Segment Start: STUDY MATERIAL
use std::fmt;
use std::fs;
use std::path::{Path, PathBuf};

use anyhow::{Context, Result};
use relocate_core::{ensure_readable_archive, MigrationConfig, Warnings};
use relocate_store::StoreLayout;
use serde::Serialize;

use crate::rewriter::{replace_admin_dir_segments, RewriteReport, UrlRewriteRequest, UrlRewriter};
use crate::schema::SchemaRegistry;
use crate::shop_url::{
    detect_current_domain, read_main_shop_url, set_configuration, write_main_shop_url,
    DomainSnapshot, RequestEnvironment, ShopUrlRecord, PS_SHOP_DOMAIN, PS_SHOP_DOMAIN_SSL,
};
use crate::{Database, DumpTool};

#[derive(Debug, Clone, Copy, PartialEq, Eq, Serialize)]
#[serde(rename_all = "snake_case")]
pub enum RestorePhase {
    Validate,
    Snapshot,
    Restore,
    Rewrite,
    Cleanup,
    Rollback,
    Failed,
    Done,
}

impl RestorePhase {
    pub fn as_str(self) -> &'static str {
        match self {
            Self::Validate => "validate",
            Self::Snapshot => "snapshot",
            Self::Restore => "restore",
            Self::Rewrite => "rewrite",
            Self::Cleanup => "cleanup",
            Self::Rollback => "rollback",
            Self::Failed => "failed",
            Self::Done => "done",
        }
    }
}

impl fmt::Display for RestorePhase {
    fn fmt(&self, f: &mut fmt::Formatter<'_>) -> fmt::Result {
        f.write_str(self.as_str())
    }
}

#[derive(Debug, Clone, Default, PartialEq, Eq, Serialize)]
pub struct RestoreReport {
    pub phases: Vec<RestorePhase>,
    pub warnings: Warnings,
    pub captured: DomainSnapshot,
    pub rewrite: Option<RewriteReport>,
    pub snapshot_path: Option<PathBuf>,
    pub shop_url: Option<ShopUrlRecord>,
}

impl RestoreReport {
    fn enter(&mut self, phase: RestorePhase) {
        log::info!("database restore: {phase}");
        self.phases.push(phase);
    }
}

struct TemporarySnapshot {
    path: PathBuf,
    removed: bool,
}

impl TemporarySnapshot {
    fn create(tool: &dyn DumpTool, layout: &StoreLayout) -> Result<Self> {
        let path = layout.unique_tmp_path("snapshot", "sql")?;
        if let Err(err) = tool.dump(&path) {
            if path.exists() {
                if let Err(remove_err) = fs::remove_file(&path) {
                    log::warn!(
                        "failed to remove partial snapshot {}: {remove_err}",
                        path.display()
                    );
                }
            }
            return Err(err.context("failed to snapshot the live database; nothing was changed"));
        }
        log::info!("snapshot written to {}", path.display());
        Ok(Self {
            path,
            removed: false,
        })
    }

    fn path(&self) -> &Path {
        &self.path
    }

    fn remove(mut self) -> std::io::Result<()> {
        self.removed = true;
        fs::remove_file(&self.path)
    }
}

impl Drop for TemporarySnapshot {
    fn drop(&mut self) {
        if !self.removed {
            let _ = fs::remove_file(&self.path);
        }
    }
}

pub struct DatabaseRestorer<'a> {
    db: &'a dyn Database,
    tool: &'a dyn DumpTool,
    layout: &'a StoreLayout,
    env: RequestEnvironment,
    registry: SchemaRegistry,
}

impl<'a> DatabaseRestorer<'a> {
    pub fn new(db: &'a dyn Database, tool: &'a dyn DumpTool, layout: &'a StoreLayout) -> Self {
        Self {
            db,
            tool,
            layout,
            env: RequestEnvironment::default(),
            registry: SchemaRegistry::builtin(),
        }
    }

    pub fn with_environment(mut self, env: RequestEnvironment) -> Self {
        self.env = env;
        self
    }

    pub fn with_registry(mut self, registry: SchemaRegistry) -> Self {
        self.registry = registry;
        self
    }

    pub fn restore(&self, dump: &Path, config: &MigrationConfig) -> Result<RestoreReport> {
        self.restore_with_hook(dump, config, |_| Ok(()))
    }

    pub(crate) fn restore_with_hook<F>(
        &self,
        dump: &Path,
        config: &MigrationConfig,
        mut hook: F,
    ) -> Result<RestoreReport>
    where
        F: FnMut(RestorePhase) -> Result<()>,
    {
        let mut report = RestoreReport::default();
        report.enter(RestorePhase::Validate);
        config.validate()?;
        ensure_readable_archive(dump, "database dump")?;
        self.layout.ensure_directories()?;

        report.captured = DomainSnapshot::capture(self.db);
        report.enter(RestorePhase::Snapshot);
        let snapshot = TemporarySnapshot::create(self.tool, self.layout)?;
        report.snapshot_path = Some(snapshot.path().to_path_buf());

        let outcome = self.apply(dump, config, &mut report, &mut hook);
        if let Err(err) = outcome {
            report.enter(RestorePhase::Rollback);
            let rollback = self.tool.restore(snapshot.path());
            let snapshot_path = snapshot.path().display().to_string();
            if let Err(remove_err) = snapshot.remove() {
                log::warn!("failed to remove snapshot {snapshot_path}: {remove_err}");
            }
            report.enter(RestorePhase::Failed);
            return match rollback {
                Ok(()) => {
                    log::warn!("database rolled back to {snapshot_path}");
                    Err(err.context("database restore failed and was rolled back"))
                }
                Err(rollback_err) => {
                    log::error!("rollback from {snapshot_path} failed: {rollback_err:#}");
                    Err(err.context(format!(
                        "rollback from {snapshot_path} failed ({rollback_err:#}); database state is undefined"
                    )))
                }
            };
        }

        if let Err(err) = snapshot.remove() {
            report.warnings.cleanup(format!(
                "failed to remove snapshot {}: {err}",
                report
                    .snapshot_path
                    .as_deref()
                    .map(|path| path.display().to_string())
                    .unwrap_or_default()
            ));
        }
        report.shop_url = read_main_shop_url(self.db).ok().flatten();
        report.enter(RestorePhase::Done);
        Ok(report)
    }

    fn apply<F>(
        &self,
        dump: &Path,
        config: &MigrationConfig,
        report: &mut RestoreReport,
        hook: &mut F,
    ) -> Result<()>
    where
        F: FnMut(RestorePhase) -> Result<()>,
    {
        report.enter(RestorePhase::Restore);
        hook(RestorePhase::Restore)?;
        self.tool
            .restore(dump)
            .with_context(|| format!("failed to load database dump {}", dump.display()))?;

        report.enter(RestorePhase::Rewrite);
        hook(RestorePhase::Rewrite)?;
        self.rewrite(config, report)?;

        report.enter(RestorePhase::Cleanup);
        hook(RestorePhase::Cleanup)?;
        Ok(())
    }

    fn rewrite(&self, config: &MigrationConfig, report: &mut RestoreReport) -> Result<()> {
        if config.migrate_urls {
            self.rewrite_urls(config, report)?;
        } else {
            self.refresh_shop_url(report)?;
        }

        if let Some((old, new)) = config.admin_dir_rename() {
            match replace_admin_dir_segments(self.db, old, new) {
                Ok(affected) => log::info!("admin dir /{old}/ -> /{new}/ in {affected} value(s)"),
                Err(err) => report
                    .warnings
                    .rewrite(format!("admin directory rewrite failed: {err:#}")),
            }
        }

        if config.preserve_current_domain && !config.migrate_urls {
            self.preserve_captured_domain(report);
        }

        for (name, value) in &config.configurations {
            if let Err(err) = set_configuration(self.db, name, value) {
                report
                    .warnings
                    .rewrite(format!("failed to set configuration {name}: {err:#}"));
            }
        }

        if config.force_shop_url_update {
            self.force_shop_url(config, report)?;
        }
        Ok(())
    }

    fn rewrite_urls(&self, config: &MigrationConfig, report: &mut RestoreReport) -> Result<()> {
        let request = UrlRewriteRequest::from_config(config, self.db)?;
        let rewriter = UrlRewriter::new(self.db, &self.registry);

        let mut rewrite = RewriteReport::default();
        let record = rewriter
            .rewrite_shop_url(&request)
            .context("failed to update the shop url record")?;
        rewrite.record("shop_url", 1);
        rewrite.shop_url = Some(record);
        if config.full_url_rewrite {
            rewriter.rewrite_after_shop_url(&request, &mut rewrite);
        } else {
            rewriter.rewrite_domain_keys(&request, &mut rewrite);
            rewriter.rewrite_configuration_values(&request, &mut rewrite);
        }
        report.warnings.extend(rewrite.warnings.clone());
        report.rewrite = Some(rewrite);
        Ok(())
    }

    fn refresh_shop_url(&self, report: &mut RestoreReport) -> Result<()> {
        let Some(domain) = detect_current_domain(self.db, &self.env, Some(&report.captured))
        else {
            report
                .warnings
                .rewrite("no current domain could be determined; shop url refresh skipped");
            return Ok(());
        };
        write_main_shop_url(self.db, &domain, None)
            .context("failed to refresh the shop url record")?;
        self.set_domain_keys(&domain, &mut report.warnings);
        Ok(())
    }

    fn preserve_captured_domain(&self, report: &mut RestoreReport) {
        let captured = report.captured.clone();
        let Some(domain) = captured
            .shop_domain
            .as_deref()
            .or(captured.shop_url_domain.as_deref())
        else {
            report
                .warnings
                .rewrite("no pre-migration domain was captured; nothing to preserve");
            return;
        };
        if let Err(err) = write_main_shop_url(self.db, domain, captured.physical_uri.as_deref()) {
            report
                .warnings
                .rewrite(format!("failed to preserve domain {domain}: {err:#}"));
            return;
        }
        self.set_domain_keys(domain, &mut report.warnings);
    }

    fn force_shop_url(&self, config: &MigrationConfig, report: &mut RestoreReport) -> Result<()> {
        if let Ok(target) = config.resolved_target() {
            write_main_shop_url(self.db, &target.domain, Some(&target.physical_uri))
                .context("failed to force the shop url update")?;
            self.set_domain_keys(&target.domain, &mut report.warnings);
            return Ok(());
        }

        match detect_current_domain(self.db, &self.env, Some(&report.captured)) {
            Some(domain) => {
                write_main_shop_url(self.db, &domain, None)
                    .context("failed to force the shop url update")?;
                self.set_domain_keys(&domain, &mut report.warnings);
            }
            None => report
                .warnings
                .rewrite("forced shop url update skipped: no target domain available"),
        }
        Ok(())
    }

    fn set_domain_keys(&self, domain: &str, warnings: &mut Warnings) {
        for key in [PS_SHOP_DOMAIN, PS_SHOP_DOMAIN_SSL] {
            if let Err(err) = set_configuration(self.db, key, domain) {
                warnings.rewrite(format!("failed to set {key}: {err:#}"));
            }
        }
    }
}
Segment End: STUDY MATERIAL
● PROBLEM TO WORK ON
Scan the records for the string "RewriteReport" and report each line where it occurs.

● EXPECTED OUTPUT
use crate::rewriter::{replace_admin_dir_segments, RewriteReport, UrlRewriteRequest, UrlRewriter};
    pub rewrite: Option<RewriteReport>,
        let mut rewrite = RewriteReport::default();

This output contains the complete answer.